→ TASK GOAL
A word-for-word repeat of all the data is the goal.

[Source data]
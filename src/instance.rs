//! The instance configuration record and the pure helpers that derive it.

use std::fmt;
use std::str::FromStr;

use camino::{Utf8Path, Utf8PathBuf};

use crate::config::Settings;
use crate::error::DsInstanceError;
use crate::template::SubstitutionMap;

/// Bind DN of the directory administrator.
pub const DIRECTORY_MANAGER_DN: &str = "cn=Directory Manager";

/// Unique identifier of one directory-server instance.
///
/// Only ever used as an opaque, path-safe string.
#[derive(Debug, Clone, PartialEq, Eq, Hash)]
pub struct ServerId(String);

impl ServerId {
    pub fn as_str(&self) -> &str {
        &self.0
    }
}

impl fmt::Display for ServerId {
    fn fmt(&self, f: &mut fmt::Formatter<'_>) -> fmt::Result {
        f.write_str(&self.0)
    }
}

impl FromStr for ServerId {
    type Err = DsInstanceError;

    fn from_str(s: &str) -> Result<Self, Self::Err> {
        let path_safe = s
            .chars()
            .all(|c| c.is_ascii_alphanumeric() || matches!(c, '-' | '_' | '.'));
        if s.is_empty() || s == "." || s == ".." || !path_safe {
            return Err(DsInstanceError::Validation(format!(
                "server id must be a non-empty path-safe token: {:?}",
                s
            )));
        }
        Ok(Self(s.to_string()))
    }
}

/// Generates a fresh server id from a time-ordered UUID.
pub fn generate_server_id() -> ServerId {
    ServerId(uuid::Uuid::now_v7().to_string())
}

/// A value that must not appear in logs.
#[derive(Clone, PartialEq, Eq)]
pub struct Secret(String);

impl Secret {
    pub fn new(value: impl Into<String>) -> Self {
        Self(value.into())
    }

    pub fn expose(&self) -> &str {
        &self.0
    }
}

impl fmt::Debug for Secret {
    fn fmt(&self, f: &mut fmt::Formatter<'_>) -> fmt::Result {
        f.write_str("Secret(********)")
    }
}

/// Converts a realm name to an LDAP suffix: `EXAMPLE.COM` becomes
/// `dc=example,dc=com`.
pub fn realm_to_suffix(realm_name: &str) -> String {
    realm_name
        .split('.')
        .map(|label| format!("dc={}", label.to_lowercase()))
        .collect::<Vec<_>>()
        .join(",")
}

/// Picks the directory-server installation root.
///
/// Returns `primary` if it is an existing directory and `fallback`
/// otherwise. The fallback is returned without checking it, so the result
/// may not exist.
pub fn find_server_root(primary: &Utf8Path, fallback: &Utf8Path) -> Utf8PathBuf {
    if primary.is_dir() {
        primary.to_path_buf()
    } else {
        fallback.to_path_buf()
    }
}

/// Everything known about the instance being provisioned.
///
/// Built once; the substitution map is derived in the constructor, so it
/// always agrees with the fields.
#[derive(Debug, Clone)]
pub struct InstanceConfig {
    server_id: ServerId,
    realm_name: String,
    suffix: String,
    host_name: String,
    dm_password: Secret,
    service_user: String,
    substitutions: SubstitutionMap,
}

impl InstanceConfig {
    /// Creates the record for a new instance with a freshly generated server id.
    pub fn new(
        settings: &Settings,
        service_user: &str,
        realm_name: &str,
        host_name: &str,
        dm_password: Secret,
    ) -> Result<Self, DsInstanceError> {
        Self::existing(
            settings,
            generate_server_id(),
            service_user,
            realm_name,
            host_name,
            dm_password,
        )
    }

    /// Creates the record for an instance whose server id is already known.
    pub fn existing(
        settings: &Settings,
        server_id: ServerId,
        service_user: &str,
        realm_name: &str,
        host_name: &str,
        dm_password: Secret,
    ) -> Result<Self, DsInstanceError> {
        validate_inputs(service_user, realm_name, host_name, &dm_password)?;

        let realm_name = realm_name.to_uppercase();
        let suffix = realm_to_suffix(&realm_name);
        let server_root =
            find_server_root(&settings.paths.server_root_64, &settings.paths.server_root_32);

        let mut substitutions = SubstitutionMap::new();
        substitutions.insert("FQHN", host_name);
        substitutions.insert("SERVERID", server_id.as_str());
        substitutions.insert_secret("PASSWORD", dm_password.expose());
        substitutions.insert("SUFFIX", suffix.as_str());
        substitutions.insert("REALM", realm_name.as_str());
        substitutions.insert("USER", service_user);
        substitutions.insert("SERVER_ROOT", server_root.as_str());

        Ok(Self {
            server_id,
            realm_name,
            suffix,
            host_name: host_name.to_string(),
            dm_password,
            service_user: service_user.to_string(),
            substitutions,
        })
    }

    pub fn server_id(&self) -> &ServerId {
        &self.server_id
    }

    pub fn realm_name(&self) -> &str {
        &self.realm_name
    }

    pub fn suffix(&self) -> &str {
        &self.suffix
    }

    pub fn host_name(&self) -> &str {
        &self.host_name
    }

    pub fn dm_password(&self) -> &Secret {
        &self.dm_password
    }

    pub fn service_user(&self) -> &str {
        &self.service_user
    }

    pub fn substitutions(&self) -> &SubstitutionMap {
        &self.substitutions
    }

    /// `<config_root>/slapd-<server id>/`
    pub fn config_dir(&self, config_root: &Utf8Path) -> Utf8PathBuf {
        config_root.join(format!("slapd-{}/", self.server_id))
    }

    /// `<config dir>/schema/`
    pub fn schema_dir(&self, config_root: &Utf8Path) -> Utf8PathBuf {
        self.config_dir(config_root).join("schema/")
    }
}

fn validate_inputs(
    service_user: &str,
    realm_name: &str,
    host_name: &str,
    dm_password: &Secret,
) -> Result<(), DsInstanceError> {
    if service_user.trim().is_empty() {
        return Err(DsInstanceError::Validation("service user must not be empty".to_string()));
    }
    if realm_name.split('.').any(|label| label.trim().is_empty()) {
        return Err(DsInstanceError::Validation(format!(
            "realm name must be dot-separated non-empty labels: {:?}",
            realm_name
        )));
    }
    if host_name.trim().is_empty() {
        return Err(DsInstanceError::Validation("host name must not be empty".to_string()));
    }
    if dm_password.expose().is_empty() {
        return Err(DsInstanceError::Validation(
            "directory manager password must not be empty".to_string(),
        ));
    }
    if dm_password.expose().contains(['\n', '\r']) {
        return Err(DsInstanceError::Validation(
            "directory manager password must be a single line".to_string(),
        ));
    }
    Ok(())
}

→ OUTPUT FOR THIS EXERCISE
filename src/instance.rs
//! The instance configuration record and the pure helpers that derive it.

use std::fmt;
use std::str::FromStr;

use camino::{Utf8Path, Utf8PathBuf};

use crate::config::Settings;
use crate::error::DsInstanceError;
use crate::template::SubstitutionMap;

/// Bind DN of the directory administrator.
pub const DIRECTORY_MANAGER_DN: &str = "cn=Directory Manager";

/// Unique identifier of one directory-server instance.
///
/// Only ever used as an opaque, path-safe string.
#[derive(Debug, Clone, PartialEq, Eq, Hash)]
pub struct ServerId(String);

impl ServerId {
    pub fn as_str(&self) -> &str {
        &self.0
    }
}

impl fmt::Display for ServerId {
    fn fmt(&self, f: &mut fmt::Formatter<'_>) -> fmt::Result {
        f.write_str(&self.0)
    }
}

impl FromStr for ServerId {
    type Err = DsInstanceError;

    fn from_str(s: &str) -> Result<Self, Self::Err> {
        let path_safe = s
            .chars()
            .all(|c| c.is_ascii_alphanumeric() || matches!(c, '-' | '_' | '.'));
        if s.is_empty() || s == "." || s == ".." || !path_safe {
            return Err(DsInstanceError::Validation(format!(
                "server id must be a non-empty path-safe token: {:?}",
                s
            )));
        }
        Ok(Self(s.to_string()))
    }
}

/// Generates a fresh server id from a time-ordered UUID.
pub fn generate_server_id() -> ServerId {
    ServerId(uuid::Uuid::now_v7().to_string())
}

/// A value that must not appear in logs.
#[derive(Clone, PartialEq, Eq)]
pub struct Secret(String);

impl Secret {
    pub fn new(value: impl Into<String>) -> Self {
        Self(value.into())
    }

    pub fn expose(&self) -> &str {
        &self.0
    }
}

impl fmt::Debug for Secret {
    fn fmt(&self, f: &mut fmt::Formatter<'_>) -> fmt::Result {
        f.write_str("Secret(********)")
    }
}

/// Converts a realm name to an LDAP suffix: `EXAMPLE.COM` becomes
/// `dc=example,dc=com`.
pub fn realm_to_suffix(realm_name: &str) -> String {
    realm_name
        .split('.')
        .map(|label| format!("dc={}", label.to_lowercase()))
        .collect::<Vec<_>>()
        .join(",")
}

/// Picks the directory-server installation root.
///
/// Returns `primary` if it is an existing directory and `fallback`
/// otherwise. The fallback is returned without checking it, so the result
/// may not exist.
pub fn find_server_root(primary: &Utf8Path, fallback: &Utf8Path) -> Utf8PathBuf {
    if primary.is_dir() {
        primary.to_path_buf()
    } else {
        fallback.to_path_buf()
    }
}

/// Everything known about the instance being provisioned.
///
/// Built once; the substitution map is derived in the constructor, so it
/// always agrees with the fields.
#[derive(Debug, Clone)]
pub struct InstanceConfig {
    server_id: ServerId,
    realm_name: String,
    suffix: String,
    host_name: String,
    dm_password: Secret,
    service_user: String,
    substitutions: SubstitutionMap,
}

impl InstanceConfig {
    /// Creates the record for a new instance with a freshly generated server id.
    pub fn new(
        settings: &Settings,
        service_user: &str,
        realm_name: &str,
        host_name: &str,
        dm_password: Secret,
    ) -> Result<Self, DsInstanceError> {
        Self::existing(
            settings,
            generate_server_id(),
            service_user,
            realm_name,
            host_name,
            dm_password,
        )
    }

    /// Creates the record for an instance whose server id is already known.
    pub fn existing(
        settings: &Settings,
        server_id: ServerId,
        service_user: &str,
        realm_name: &str,
        host_name: &str,
        dm_password: Secret,
    ) -> Result<Self, DsInstanceError> {
        validate_inputs(service_user, realm_name, host_name, &dm_password)?;

        let realm_name = realm_name.to_uppercase();
        let suffix = realm_to_suffix(&realm_name);
        let server_root =
            find_server_root(&settings.paths.server_root_64, &settings.paths.server_root_32);

        let mut substitutions = SubstitutionMap::new();
        substitutions.insert("FQHN", host_name);
        substitutions.insert("SERVERID", server_id.as_str());
        substitutions.insert_secret("PASSWORD", dm_password.expose());
        substitutions.insert("SUFFIX", suffix.as_str());
        substitutions.insert("REALM", realm_name.as_str());
        substitutions.insert("USER", service_user);
        substitutions.insert("SERVER_ROOT", server_root.as_str());

        Ok(Self {
            server_id,
            realm_name,
            suffix,
            host_name: host_name.to_string(),
            dm_password,
            service_user: service_user.to_string(),
            substitutions,
        })
    }

    pub fn server_id(&self) -> &ServerId {
        &self.server_id
    }

    pub fn realm_name(&self) -> &str {
        &self.realm_name
    }

    pub fn suffix(&self) -> &str {
        &self.suffix
    }

    pub fn host_name(&self) -> &str {
        &self.host_name
    }

    pub fn dm_password(&self) -> &Secret {
        &self.dm_password
    }

    pub fn service_user(&self) -> &str {
        &self.service_user
    }

    pub fn substitutions(&self) -> &SubstitutionMap {
        &self.substitutions
    }

    /// `<config_root>/slapd-<server id>/`
    pub fn config_dir(&self, config_root: &Utf8Path) -> Utf8PathBuf {
        config_root.join(format!("slapd-{}/", self.server_id))
    }

    /// `<config dir>/schema/`
    pub fn schema_dir(&self, config_root: &Utf8Path) -> Utf8PathBuf {
        self.config_dir(config_root).join("schema/")
    }
}

fn validate_inputs(
    service_user: &str,
    realm_name: &str,
    host_name: &str,
    dm_password: &Secret,
) -> Result<(), DsInstanceError> {
    if service_user.trim().is_empty() {
        return Err(DsInstanceError::Validation("service user must not be empty".to_string()));
    }
    if realm_name.split('.').any(|label| label.trim().is_empty()) {
        return Err(DsInstanceError::Validation(format!(
            "realm name must be dot-separated non-empty labels: {:?}",
            realm_name
        )));
    }
    if host_name.trim().is_empty() {
        return Err(DsInstanceError::Validation("host name must not be empty".to_string()));
    }
    if dm_password.expose().is_empty() {
        return Err(DsInstanceError::Validation(
            "directory manager password must not be empty".to_string(),
        ));
    }
    if dm_password.expose().contains(['\n', '\r']) {
        return Err(DsInstanceError::Validation(
            "directory manager password must be a single line".to_string(),
        ));
    }
    Ok(())
}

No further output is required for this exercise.